La autora, que es considerada una gran narradora de ciencia ficción, cruza la línea entre lo íntimo y lo ficcionado. “Narrar es parte importante de mi vida. Goro, los chicos y la escritura. Todo es un cuento, suelo decir. Y yo he venido a este mundo a conocer a Goro, a tener a los chicos que a su vez tuvieron a sus chiquitos. Y a escribir esos cuentos que me envuelven y me reclaman”.
Decálogos. Consejos. Ensayos. La palabra escrita que intenta explicar el misterio. Cómo sucede. El autor japonés armó la estructura del ensayo a partir de algunas preguntas, también títulos de los capítulos de su libro. Algunos de ellos: De vocación, novelista, ¿Son los escritores seres generosos? ¿Para quién escribo? ¿Cómo afrontar la escritura de una novela larga? ¿Qué personajes crear? Indagar para comprender. Mariana Enríquez publicó su primer libro a los 20 años; el último, Las cosas que perdimos en el fuego (Anagrama), a un año de haber salido, fue traducido a 18 idiomas y recibió diferentes premios internacionales. “Un cuento lo escribo en un día -dice- y después lo corrijo. Pero con la novela, en cambio, no puedo hacer eso. La trama la escribo como si le contara una película a alguien. La novela es un poco ingobernable. La reescribo mucho. Descubro algo y vuelvo atrás. No tenerlo claro es parte del proceso. ¿Para qué lo escribiría si no entro en esa aventura?”

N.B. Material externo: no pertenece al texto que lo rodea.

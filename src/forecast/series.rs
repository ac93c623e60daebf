//! Daily regularisation of an observed series

use chrono::NaiveDate;

/// Place `(date, value)` pairs on a strict daily grid from the first to the
/// last date.
///
/// Interior gaps are interpolated linearly in time; gaps at either edge take
/// the nearest known value. Input must be sorted by date. Non-finite values
/// count as gaps.
#[must_use]
pub fn to_daily(dates: &[NaiveDate], values: &[f64]) -> Vec<f64> {
    let (Some(&first), Some(&last)) = (dates.first(), dates.last()) else {
        return Vec::new();
    };
    let span = usize::try_from((last - first).num_days()).unwrap_or(0) + 1;

    let mut grid: Vec<Option<f64>> = vec![None; span];
    for (date, value) in dates.iter().zip(values) {
        if let Ok(offset) = usize::try_from((*date - first).num_days()) {
            if let Some(slot) = grid.get_mut(offset) {
                if value.is_finite() {
                    *slot = Some(*value);
                }
            }
        }
    }
    fill_gaps(&grid)
}

/// Linear interpolation between known points with edge fill.
/// All-missing input yields zeros.
#[must_use]
#[allow(clippy::cast_precision_loss)]
pub fn fill_gaps(grid: &[Option<f64>]) -> Vec<f64> {
    let known: Vec<(usize, f64)> = grid
        .iter()
        .enumerate()
        .filter_map(|(i, v)| v.map(|v| (i, v)))
        .collect();
    let (Some(&(first_i, first_v)), Some(&(last_i, last_v))) = (known.first(), known.last()) else {
        return vec![0.0; grid.len()];
    };

    let mut out = vec![0.0; grid.len()];
    for slot in out.iter_mut().take(first_i) {
        *slot = first_v;
    }
    for pair in known.windows(2) {
        let (i0, v0) = pair[0];
        let (i1, v1) = pair[1];
        let width = (i1 - i0) as f64;
        for (k, slot) in out.iter_mut().enumerate().take(i1).skip(i0) {
            *slot = v0 + (v1 - v0) * (k - i0) as f64 / width;
        }
    }
    for slot in out.iter_mut().skip(last_i) {
        *slot = last_v;
    }
    out
}

#[cfg(test)]
mod tests {
    use super::*;

    fn d(day: u32) -> NaiveDate {
        NaiveDate::from_ymd_opt(2024, 3, day).unwrap()
    }

    #[test]
    fn test_interior_gap_is_interpolated() {
        let daily = to_daily(&[d(1), d(4)], &[0.0, 3.0]);
        assert_eq!(daily, vec![0.0, 1.0, 2.0, 3.0]);
    }

    #[test]
    fn test_edges_take_nearest_value() {
        let grid = [None, Some(2.0), None, Some(4.0), None];
        assert_eq!(fill_gaps(&grid), vec![2.0, 2.0, 3.0, 4.0, 4.0]);
    }

    #[test]
    fn test_nan_counts_as_gap() {
        let daily = to_daily(&[d(1), d(2), d(3)], &[1.0, f64::NAN, 5.0]);
        assert_eq!(daily, vec![1.0, 3.0, 5.0]);
    }

    #[test]
    fn test_empty_input() {
        assert!(to_daily(&[], &[]).is_empty());
        assert_eq!(fill_gaps(&[None, None]), vec![0.0, 0.0]);
    }
}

Lo que plantea la escritora está en la línea del disfrute en la libertad del proceso. Ahí si pareciera entrar lo más personal de cada sujeto. Eso que ningún maestro podría enseñar. En cuanto a su modo, cómo lo aborda, Enríquez dice: “No tengo rito de escritura. En los últimos dos años trato de escribir a la mañana, el resto de mi día es muy ocupado. En otras épocas lo hacía a la noche. No lo hago más a mano. Mis dos primeros libros los escribí en cuadernos. Después los tipié a máquina y cuando pude cobrar una plata de adelanto editorial, me pasé a la computadora. Me gusta escribir con música. Soy muy libre en ese sentido”.
Decía Ricardo Piglia que para Pavese, escribir era como nadar. Para Murakami tal vez escribir sea como correr. Un entrenamiento, disciplina y pasión, el desafío a la propia frecuencia cardíaca.